Collection entries:
%%

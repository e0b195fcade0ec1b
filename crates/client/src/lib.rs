//! Real-time client for the batch generation job runner.
//!
//! Keeps one WebSocket connection to the runner, drives the lifecycle of
//! a single batch generation task (start, pause, resume, stop), routes
//! server-pushed messages to state transitions, and persists task state
//! so it survives restarts and transient disconnects.
//!
//! [`TaskOrchestrator`] is the entry point. The components it wires
//! together are public for embedding and testing.

pub mod client;
pub mod config;
pub mod controller;
pub mod events;
pub mod manager;
pub mod messages;
pub mod notify;
pub mod observers;
pub mod orchestrator;
pub mod persistence;
pub mod processor;
pub mod reconnect;
pub mod router;
pub mod transport;

pub use client::{ConnectionError, Endpoint};
pub use config::{ClientConfig, ConfigError};
pub use controller::{CommandError, StopOutcome, StopReason, TaskController};
pub use events::{ConnectionEvent, ConnectionState};
pub use manager::ConnectionManager;
pub use notify::{Notifier, TracingNotifier};
pub use observers::{ObserverRegistry, Subscription};
pub use orchestrator::TaskOrchestrator;
pub use persistence::{FileStorage, MemoryStorage, PersistenceStore, Storage, StorageError};
pub use reconnect::ReconnectPolicy;
pub use router::MessageRouter;
pub use transport::Transport;
#![allow(dead_code)]

use std::sync::atomic::{AtomicBool, Ordering};
use std::sync::{Arc, Mutex};

use batchgen_client::messages::OutboundCommand;
use batchgen_client::persistence::STORAGE_KEY;
use batchgen_client::{MemoryStorage, Notifier, PersistenceStore, Storage, TaskController, Transport};
use batchgen_core::TaskSnapshot;

/// Transport that records every command instead of sending it.
#[derive(Default)]
pub struct RecordingTransport {
    connected: AtomicBool,
    sent: Mutex<Vec<OutboundCommand>>,
}

impl RecordingTransport {
    pub fn connected() -> Arc<Self> {
        let transport = Self::default();
        transport.set_connected(true);
        Arc::new(transport)
    }

    pub fn disconnected() -> Arc<Self> {
        Arc::new(Self::default())
    }

    pub fn set_connected(&self, connected: bool) {
        self.connected.store(connected, Ordering::SeqCst);
    }

    pub fn sent(&self) -> Vec<OutboundCommand> {
        self.sent.lock().unwrap().clone()
    }
}

impl Transport for RecordingTransport {
    fn is_connected(&self) -> bool {
        self.connected.load(Ordering::SeqCst)
    }

    fn send(&self, command: &OutboundCommand) -> bool {
        if !self.is_connected() {
            return false;
        }
        self.sent.lock().unwrap().push(command.clone());
        true
    }
}

#[derive(Debug, Clone, Copy, PartialEq, Eq)]
pub enum Level {
    Success,
    Error,
    Info,
    Warning,
}

/// Notifier that keeps every notification for inspection.
#[derive(Default)]
pub struct RecordingNotifier {
    entries: Mutex<Vec<(Level, String)>>,
}

impl RecordingNotifier {
    pub fn entries(&self) -> Vec<(Level, String)> {
        self.entries.lock().unwrap().clone()
    }

    pub fn count(&self, level: Level) -> usize {
        self.entries().iter().filter(|(l, _)| *l == level).count()
    }

    pub fn contains(&self, level: Level, needle: &str) -> bool {
        self.entries()
            .iter()
            .any(|(l, message)| *l == level && message.contains(needle))
    }

    fn push(&self, level: Level, message: &str) {
        self.entries.lock().unwrap().push((level, message.to_string()));
    }
}

impl Notifier for RecordingNotifier {
    fn notify_success(&self, message: &str) {
        self.push(Level::Success, message);
    }

    fn notify_error(&self, message: &str) {
        self.push(Level::Error, message);
    }

    fn notify_info(&self, message: &str) {
        self.push(Level::Info, message);
    }

    fn notify_warning(&self, message: &str) {
        self.push(Level::Warning, message);
    }
}

/// A controller wired to recording collaborators and in-memory storage.
pub struct Harness {
    pub controller: TaskController,
    pub transport: Arc<RecordingTransport>,
    pub notifier: Arc<RecordingNotifier>,
    pub storage: MemoryStorage,
}

impl Harness {
    pub fn connected() -> Self {
        Self::with(RecordingTransport::connected(), MemoryStorage::new())
    }

    pub fn with(transport: Arc<RecordingTransport>, storage: MemoryStorage) -> Self {
        let notifier = Arc::new(RecordingNotifier::default());
        let controller = TaskController::new(
            transport.clone(),
            PersistenceStore::new(Arc::new(storage.clone())),
            notifier.clone(),
        );
        Self {
            controller,
            transport,
            notifier,
            storage,
        }
    }

    /// The snapshot currently in storage, if any.
    pub fn stored(&self) -> Option<TaskSnapshot> {
        self.storage
            .get(STORAGE_KEY)
            .unwrap()
            .map(|raw| serde_json::from_str(&raw).unwrap())
    }
}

%%

(TASK DETAILS) A word-for-word copy of the lines above from the one with "filename crates/client/src/lib.rs" through the one with "resume, stop), routes", inclusive, is the only output wanted.

(RESULT FOR THIS TASK)
filename crates/client/src/lib.rs
//! Real-time client for the batch generation job runner.
//!
//! Keeps one WebSocket connection to the runner, drives the lifecycle of
//! a single batch generation task (start, pause, resume, stop), routes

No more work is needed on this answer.